Excessive mixing or shear stress may detach biofilms and disrupt electron pathways, reducing system stability. Reactor designs must therefore be optimized to enhance mass transfer without compromising biofilm integrity or increasing energy input [145].

5.4. Use of Redox Mediators and Conductive Polymers

Researchers have investigated redox mediators and conductive polymers as they can enhance the connection between microbial electron donors and electrode surfaces [146]. Redox mediators like neutral red, flavins, and humic acids facilitate indirect electron transfer by shuttling electrons from microbial cells to the anode and are beneficial in situations with thick or poorly connected biofilms [147,148,149]. However, concerns about stability and toxicity arise with the use of synthetic mediators [147]. Conversely, conductive polymers such as polyaniline (PANI) and polypyrrole (PPy) create biocompatible, electroactive films on electrode surfaces, enhancing microbial adherence and electron flow [150,151]. These polymer coatings can drastically lower activation overpotentials and help maintain long-term biofilm stability [152].

The use of synthetic mediators introduces toxicity and cost concerns, while conductive polymer coatings may degrade under prolonged operation. Selecting stable, biocompatible materials or exploring naturally secreted mediators can minimize these drawbacks [153].

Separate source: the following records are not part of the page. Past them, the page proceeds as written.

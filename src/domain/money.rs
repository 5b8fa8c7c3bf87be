use crate::error::UssdError;
use rust_decimal::{Decimal, RoundingStrategy};
use serde::{Deserialize, Serialize};
use std::ops::Add;
use std::str::FromStr;

/// A non-negative amount of money held in a ledger source.
///
/// Wraps `rust_decimal::Decimal` so that arithmetic on balances can never
/// silently produce a negative value: subtraction goes through
/// [`Balance::checked_sub`].
#[derive(Debug, Clone, Copy, PartialEq, PartialOrd, Default, Serialize, Deserialize)]
pub struct Balance(pub Decimal);

/// A strictly positive amount moved by a debit, credit or conversion.
#[derive(Debug, Clone, Copy, PartialEq, PartialOrd, Serialize, Deserialize)]
pub struct Amount(Decimal);

impl Amount {
    pub fn new(value: Decimal) -> Result<Self, UssdError> {
        if value > Decimal::ZERO {
            Ok(Self(value))
        } else {
            Err(UssdError::ValidationError(
                "Amount must be positive".to_string(),
            ))
        }
    }

    /// Parses a caller-typed amount such as `"50"` or `"12.5"`.
    pub fn parse(input: &str) -> Option<Self> {
        Decimal::from_str(input.trim())
            .ok()
            .and_then(|value| Self::new(value).ok())
    }

    pub fn value(&self) -> Decimal {
        self.0
    }
}

impl Balance {
    pub const ZERO: Self = Self(Decimal::ZERO);

    pub fn value(&self) -> Decimal {
        self.0
    }

    /// Subtracts `amount`, or returns `None` when the result would be negative.
    pub fn checked_sub(self, amount: Amount) -> Option<Self> {
        if self.0 >= amount.0 {
            Some(Self(self.0 - amount.0))
        } else {
            None
        }
    }
}

impl Add<Amount> for Balance {
    type Output = Self;
    fn add(self, rhs: Amount) -> Self::Output {
        Self(self.0 + rhs.0)
    }
}

/// Renders `value` for a menu line, e.g. `R147.50`.
pub fn format_money(symbol: &str, value: Decimal) -> String {
    let rounded = value.round_dp_with_strategy(2, RoundingStrategy::MidpointAwayFromZero);
    format!("{symbol}{rounded:.2}")
}
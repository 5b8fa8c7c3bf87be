use serde::{Deserialize, Serialize};
use std::collections::HashMap;

#[derive(Debug, Clone, Copy, PartialEq, Eq, Serialize, Deserialize)]
#[serde(rename_all = "lowercase")]
pub enum MatchKind {
    Prefix,
    Contains,
}

/// Maps caller ids to a pickup area. Rules are tried in order.
#[derive(Debug, Clone, PartialEq, Serialize, Deserialize)]
pub struct PickupRule {
    pub kind: MatchKind,
    pub pattern: String,
    pub area: String,
}

impl PickupRule {
    fn matches(&self, caller: &str) -> bool {
        match self.kind {
            MatchKind::Prefix => caller.starts_with(&self.pattern),
            MatchKind::Contains => caller.contains(&self.pattern),
        }
    }
}

/// Caller credentials and fulfilment details.
#[derive(Debug, Clone, PartialEq, Serialize, Deserialize)]
pub struct Directory {
    /// Caller id → password.
    pub users: HashMap<String, String>,
    #[serde(default)]
    pub addresses: HashMap<String, String>,
    pub default_address: String,
    /// Area → pickup point description.
    pub pickup_points: HashMap<String, String>,
    #[serde(default)]
    pub pickup_rules: Vec<PickupRule>,
    pub default_area: String,
}

impl Directory {
    pub fn authenticate(&self, caller: &str, password: &str) -> bool {
        self.users
            .get(caller)
            .is_some_and(|expected| expected == password)
    }

    pub fn delivery_address(&self, caller: &str) -> &str {
        self.addresses
            .get(caller)
            .map(String::as_str)
            .unwrap_or(self.default_address.as_str())
    }

    pub fn pickup_point(&self, caller: &str) -> &str {
        let area = self
            .pickup_rules
            .iter()
            .find(|rule| rule.matches(caller))
            .map(|rule| rule.area.as_str())
            .unwrap_or(self.default_area.as_str());
        self.pickup_points
            .get(area)
            .or_else(|| self.pickup_points.get(&self.default_area))
            .map(String::as_str)
            .unwrap_or(self.default_address.as_str())
    }
}

#[cfg(test)]
mod tests {
    use super::*;

    fn directory() -> Directory {
        Directory {
            users: HashMap::from([("1234567890".to_string(), "123".to_string())]),
            addresses: HashMap::from([(
                "1234567890".to_string(),
                "123 Main Street, Soweto".to_string(),
            )]),
            default_address: "Default Street".to_string(),
            pickup_points: HashMap::from([
                ("sandton".to_string(), "Sandton City".to_string()),
                ("midrand".to_string(), "Mall of Africa".to_string()),
                ("soweto".to_string(), "Soweto Mall".to_string()),
            ]),
            pickup_rules: vec![
                PickupRule {
                    kind: MatchKind::Prefix,
                    pattern: "098".to_string(),
                    area: "sandton".to_string(),
                },
                PickupRule {
                    kind: MatchKind::Contains,
                    pattern: "076".to_string(),
                    area: "midrand".to_string(),
                },
            ],
            default_area: "soweto".to_string(),
        }
    }

    #[test]
    fn test_authenticate() {
        let directory = directory();
        assert!(directory.authenticate("1234567890", "123"));
        assert!(!directory.authenticate("1234567890", "124"));
        assert!(!directory.authenticate("0000000000", "123"));
    }

    #[test]
    fn test_delivery_address_falls_back() {
        let directory = directory();
        assert_eq!(directory.delivery_address("1234567890"), "123 Main Street, Soweto");
        assert_eq!(directory.delivery_address("999"), "Default Street");
    }

    #[test]
    fn test_pickup_rules_in_order() {
        let directory = directory();
        assert_eq!(directory.pickup_point("0987654321"), "Sandton City");
        assert_eq!(directory.pickup_point("0980760000"), "Sandton City");
        assert_eq!(directory.pickup_point("1230761111"), "Mall of Africa");
        assert_eq!(directory.pickup_point("1111111111"), "Soweto Mall");
    }
}
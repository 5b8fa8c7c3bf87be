pub mod exchange_reader;
pub mod reply_writer;
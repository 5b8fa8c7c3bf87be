use crate::domain::gateway::Reply;
use crate::error::Result;
use serde::Serialize;
use std::io::Write;

#[derive(Serialize)]
#[serde(rename_all = "camelCase")]
struct ReplyRecord<'a> {
    session_id: &'a str,
    reply: String,
}

/// Writes `sessionId,reply` rows. Multi-line replies are quoted.
pub struct ReplyWriter<W: Write> {
    writer: csv::Writer<W>,
}

impl<W: Write> ReplyWriter<W> {
    pub fn new(sink: W) -> Self {
        Self {
            writer: csv::Writer::from_writer(sink),
        }
    }

    pub fn write_reply(&mut self, session_id: &str, reply: &Reply) -> Result<()> {
        self.writer.serialize(ReplyRecord {
            session_id,
            reply: reply.to_string(),
        })?;
        Ok(())
    }

    pub fn flush(&mut self) -> Result<()> {
        self.writer.flush()?;
        Ok(())
    }
}
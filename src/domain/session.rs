use super::cart::Cart;
use super::ledger::Source;
use chrono::{DateTime, Utc};
use rust_decimal::Decimal;
use serde::{Deserialize, Serialize};
use std::fmt;
use std::time::Duration;

/// Every step a conversation can be waiting on.
#[derive(Debug, Clone, Copy, PartialEq, Eq, Hash, Serialize, Deserialize)]
#[serde(rename_all = "snake_case")]
pub enum DialogState {
    Welcome,
    CredentialId,
    CredentialPassword,
    BalanceId,
    BalancePassword,
    SelectStore,
    SelectDepartment,
    SelectProduct,
    EnterQuantity,
    SelectPaymentSource,
    CartMenu,
    RemoveItem,
    CheckoutConfirm,
    DeliveryOrPickup,
    FinalConfirm,
    ConversionAmount,
    ConversionConfirm,
}

impl DialogState {
    pub const ALL: [DialogState; 17] = [
        DialogState::Welcome,
        DialogState::CredentialId,
        DialogState::CredentialPassword,
        DialogState::BalanceId,
        DialogState::BalancePassword,
        DialogState::SelectStore,
        DialogState::SelectDepartment,
        DialogState::SelectProduct,
        DialogState::EnterQuantity,
        DialogState::SelectPaymentSource,
        DialogState::CartMenu,
        DialogState::RemoveItem,
        DialogState::CheckoutConfirm,
        DialogState::DeliveryOrPickup,
        DialogState::FinalConfirm,
        DialogState::ConversionAmount,
        DialogState::ConversionConfirm,
    ];

    pub fn name(&self) -> &'static str {
        match self {
            DialogState::Welcome => "welcome",
            DialogState::CredentialId => "credential_id",
            DialogState::CredentialPassword => "credential_password",
            DialogState::BalanceId => "balance_id",
            DialogState::BalancePassword => "balance_password",
            DialogState::SelectStore => "select_store",
            DialogState::SelectDepartment => "select_department",
            DialogState::SelectProduct => "select_product",
            DialogState::EnterQuantity => "enter_quantity",
            DialogState::SelectPaymentSource => "select_payment_source",
            DialogState::CartMenu => "cart_menu",
            DialogState::RemoveItem => "remove_item",
            DialogState::CheckoutConfirm => "checkout_confirm",
            DialogState::DeliveryOrPickup => "delivery_or_pickup",
            DialogState::FinalConfirm => "final_confirm",
            DialogState::ConversionAmount => "conversion_amount",
            DialogState::ConversionConfirm => "conversion_confirm",
        }
    }
}

impl fmt::Display for DialogState {
    fn fmt(&self, f: &mut fmt::Formatter<'_>) -> fmt::Result {
        f.write_str(self.name())
    }
}

/// Which read-only flow the `balance_*` credential states serve.
#[derive(Debug, Clone, Copy, PartialEq, Eq, Serialize, Deserialize)]
#[serde(rename_all = "lowercase")]
pub enum Purpose {
    Balance,
    Convert,
}

/// How a confirmed order reaches the caller.
#[derive(Debug, Clone, PartialEq, Eq, Serialize, Deserialize)]
#[serde(rename_all = "lowercase")]
pub enum Fulfilment {
    Delivery { address: String },
    Pickup { point: String },
}

impl Fulfilment {
    pub fn location(&self) -> &str {
        match self {
            Fulfilment::Delivery { address } => address,
            Fulfilment::Pickup { point } => point,
        }
    }

    pub fn eta(&self) -> &'static str {
        match self {
            Fulfilment::Delivery { .. } => "2-3 business days",
            Fulfilment::Pickup { .. } => "Ready in 2 hours",
        }
    }
}

/// State carried through the conversion sub-flow.
#[derive(Debug, Clone, Default, PartialEq, Serialize, Deserialize)]
pub struct ConversionContext {
    /// Amount entered and awaiting confirmation.
    pub amount: Option<Decimal>,
    /// Set when the conversion was entered from final confirmation; the
    /// dialog resumes there with this fulfilment choice.
    pub return_to_checkout: Option<Fulfilment>,
    /// Minimum source amount suggested to cover the checkout shortfall.
    pub required_amount: Option<Decimal>,
}

/// Per-step payload. Each variant belongs to the states that read it.
#[derive(Debug, Clone, Default, PartialEq, Serialize, Deserialize)]
pub enum Scratch {
    #[default]
    Empty,
    Credential(Purpose),
    PendingQuantity(u32),
    Fulfilment(Fulfilment),
    Conversion(ConversionContext),
}

#[derive(Debug, Clone, PartialEq, Serialize, Deserialize)]
pub struct Session {
    pub id: String,
    pub state: DialogState,
    /// Caller id as entered; only trusted once `authenticated` is set.
    pub caller: Option<String>,
    pub authenticated: bool,
    pub selected_store: Option<u32>,
    pub selected_department: Option<u32>,
    pub selected_product: Option<u32>,
    pub cart: Cart,
    pub scratch: Scratch,
    pub last_activity: DateTime<Utc>,
    pub created_at: DateTime<Utc>,
    /// Set once the session has been torn down; a closed session is never
    /// handed out again.
    #[serde(skip)]
    pub closed: bool,
}

impl Session {
    pub fn new(id: impl Into<String>, now: DateTime<Utc>) -> Self {
        Self {
            id: id.into(),
            state: DialogState::Welcome,
            caller: None,
            authenticated: false,
            selected_store: None,
            selected_department: None,
            selected_product: None,
            cart: Cart::new(),
            scratch: Scratch::Empty,
            last_activity: now,
            created_at: now,
            closed: false,
        }
    }

    pub fn touch(&mut self, now: DateTime<Utc>) {
        if now > self.last_activity {
            self.last_activity = now;
        }
    }

    /// True once the session has been idle for longer than `timeout`.
    pub fn is_expired(&self, now: DateTime<Utc>, timeout: Duration) -> bool {
        now.signed_duration_since(self.last_activity)
            .to_std()
            .map(|idle| idle > timeout)
            .unwrap_or(false)
    }

    /// Forgets the caller, e.g. after a failed password check.
    pub fn clear_caller(&mut self) {
        self.caller = None;
        self.authenticated = false;
    }
}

5.5. Use of Hydrophobic Membrane, Methanogen Inhibitors, and Selective Electrocatalysts

To minimize hydrogen losses caused by methanogenesis and diffusion, several targeted strategies have been developed. One effective approach is the use of hydrophobic membranes, which act as selective barriers. A study demonstrated that using gas-permeable hydrophobic membranes enables rapid and selective extraction of hydrogen gas. Also, it effectively prevents the hydrogen loss to methanogenesis and back-diffusion. By actively harvesting hydrogen through gas-permeable hydrophobic membranes under vacuum, the system maintained a high hydrogen partial pressure at the cathode and completely suppressed methane formation, achieving hydrogen yields 3.2-fold higher (0.74 to 2.35 L H₂ m⁻² h⁻¹) than those obtained by traditional spontaneous gas release. Switching to active membrane-based harvesting immediately halted ongoing methanogenesis, increased current density by 36% (from 4.46 to 6.07 A m⁻²), and enhanced overall energy efficiency, rendering the process energy-positive. It allows hydrogen gas to be collected more efficiently while limiting its crossover to the anode, where it could otherwise be consumed by hydrogenotrophic methanogens [154].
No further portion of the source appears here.